Melalui BREN, BRPT mengendalikan pembangkit listrik tenaga angin berkapasitas 78 MW dan pembangkit panas bumi 903 MW yang akan berkembang menjadi 1 GW pada 2026.
Kapasitas tambahan yang direncanakan sebesar 23,8 MW tahun depan dan 97,4 MW setahun setelahnya menunjukkan arah ekspansi yang presisi dan agresif.
Dengan pertumbuhan EBITDA dan pendapatan rata-rata tahunan di kisaran 9% dan 8,5% selama 10 tahun mendatang, potensi fundamental BREN terbilang luar biasa.
Apalagi dua proyek raksasa yang belum dihitung ke dalam valuasi, yakni Hamiding dan Sekincau (kapasitas 1 GW), serta dua proyek tenaga angin di Lombok dan Sukabumi (total 249 MW), masih dalam tahap pengembangan aktif.
Petrokimia Masih Jadi Mesin Lama yang Tajam
Meski sektor energi baru terbarukan mendominasi narasi pertumbuhan, BRPT tidak meninggalkan mesin lamanya: bisnis petrokimia melalui PT Chandra Asri Pacific Tbk (TPIA) yang dimiliki sebesar 34,6%.
TPIA menguasai pangsa produksi petrokimia nasional dengan kapasitas 4,2 juta ton dan permintaan domestik yang diklaim dua kali lebih besar dari rata-rata global.
Produksi dan volume penjualan TPIA diproyeksikan tumbuh masing-masing 3,9% dan 3,1% per tahun selama dekade mendatang, selaras dengan pertumbuhan pendapatan sebesar 4,1%.

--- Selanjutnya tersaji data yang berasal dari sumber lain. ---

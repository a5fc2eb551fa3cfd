//! Messaging gateway seam
//!
//! Inbound chat messages arrive as [`InboundMessage`] values on an mpsc
//! channel, in the order the chat network delivered them. Replies and
//! documents go out through [`MessagingGateway::send`].

pub mod bridge;
mod staging;

pub use bridge::BridgeGateway;
pub use staging::StagedFile;

use async_trait::async_trait;
use std::path::PathBuf;
use thiserror::Error;

/// A text message received from a chat
#[derive(Debug, Clone, PartialEq, Eq)]
pub struct InboundMessage {
    pub conversation_id: String,
    pub text: String,
}

/// A document to send, read from `path`
#[derive(Debug, Clone)]
pub struct Attachment {
    pub path: PathBuf,
    pub file_name: String,
    pub mime_type: String,
    pub caption: Option<String>,
}

#[derive(Debug, Clone)]
pub enum Outbound {
    Text(String),
    Document(Attachment),
}

#[derive(Error, Debug)]
pub enum GatewayError {
    #[error("Messaging bridge is not connected")]
    NotConnected,

    #[error("Messaging transport error: {0}")]
    Transport(String),

    #[error("Failed to encode outbound message: {0}")]
    Encode(#[from] serde_json::Error),

    #[error("Failed to read attachment: {0}")]
    Io(#[from] std::io::Error),
}

#[async_trait]
pub trait MessagingGateway: Send + Sync {
    async fn send(&self, conversation_id: &str, content: Outbound) -> Result<(), GatewayError>;
}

Faktor penopang utama datang dari strategi substitusi impor yang digadang pemerintah, membuat posisi TPIA dalam ekosistem industri nasional semakin krusial.
BRPT juga punya cadangan proyek besar melalui Aster, yang bisa menyumbang laba bersih antara US$ 80–200 juta per tahun, serta proyek CA-EDC dengan potensi pendapatan hingga US$ 500 juta per tahun.
Valuasi Jumbo Jadi Senjata Harga Saham
Dalam riset terbarunya, Trimegah Sekuritas memulai liputan terhadap saham BRPT dengan rekomendasi beli dan target harga ambisius Rp 3.700 per saham.
Target ini mencerminkan potensi kenaikan hingga 42% dibanding harga pasar saat riset disusun, dengan metodologi penilaian berbasis SOTP (sum-of-the-parts).
Kontribusi valuasi BREN yang bisa dikaitkan langsung ke BRPT mencapai US$ 16,8 miliar, menjadikannya penyumbang terbesar dari total valuasi perseroan.
Sementara itu, kontribusi valuasi TPIA yang diatribusikan ke BRPT mencapai US$ 1,9 miliar, Aster sebesar US$ 1,6 miliar, dan proyek CA-EDC senilai US$ 295 juta.
Tak hanya itu, valuasi tambahan dari entitas seperti CDIA, Indo Raya Tenaga, dan Griya Idola ikut dimasukkan untuk melengkapi portofolio pertumbuhan jangka panjang BRPT.
BRPT Bukan Lagi Emiten Konglomerasi Biasa
Dengan dua penggerak utama—BREN sebagai kendaraan ekspansi energi terbarukan, dan TPIA sebagai jantung industri petrokimia nasional—BRPT berada dalam posisi yang tak hanya defensif, tapi juga ofensif.
Investor kini melihat BRPT bukan sebagai emiten konglomerasi biasa, tetapi sebagai kendaraan investasi strategis menuju era transisi energi dan substitusi impor nasional.
Di tengah tren global yang makin agresif mengadopsi energi hijau, saham BRPT tampil sebagai salah satu opsi yang relevan, terukur, dan berbasis fundamental kuat.
Prospek ini bisa menjadi acuan penting bagi pelaku pasar dalam merancang portofolio jangka panjang yang berbasis pertumbuhan sektor strategis nasional.
Disclaimer: Berita ini tidak bertujuan mengajak pembaca untuk membeli, menahan, atau menjual produk atau sektor investor terkait saham, komoditas, kripto atau surat berharga lainnya. Keputusan investasi sepenuhnya ada di tangan pembaca. BursaNusantara.com tidak bertanggung jawab terhadap segala kerugian maupun keuntungan yang timbul dari keputusan investasi pembaca.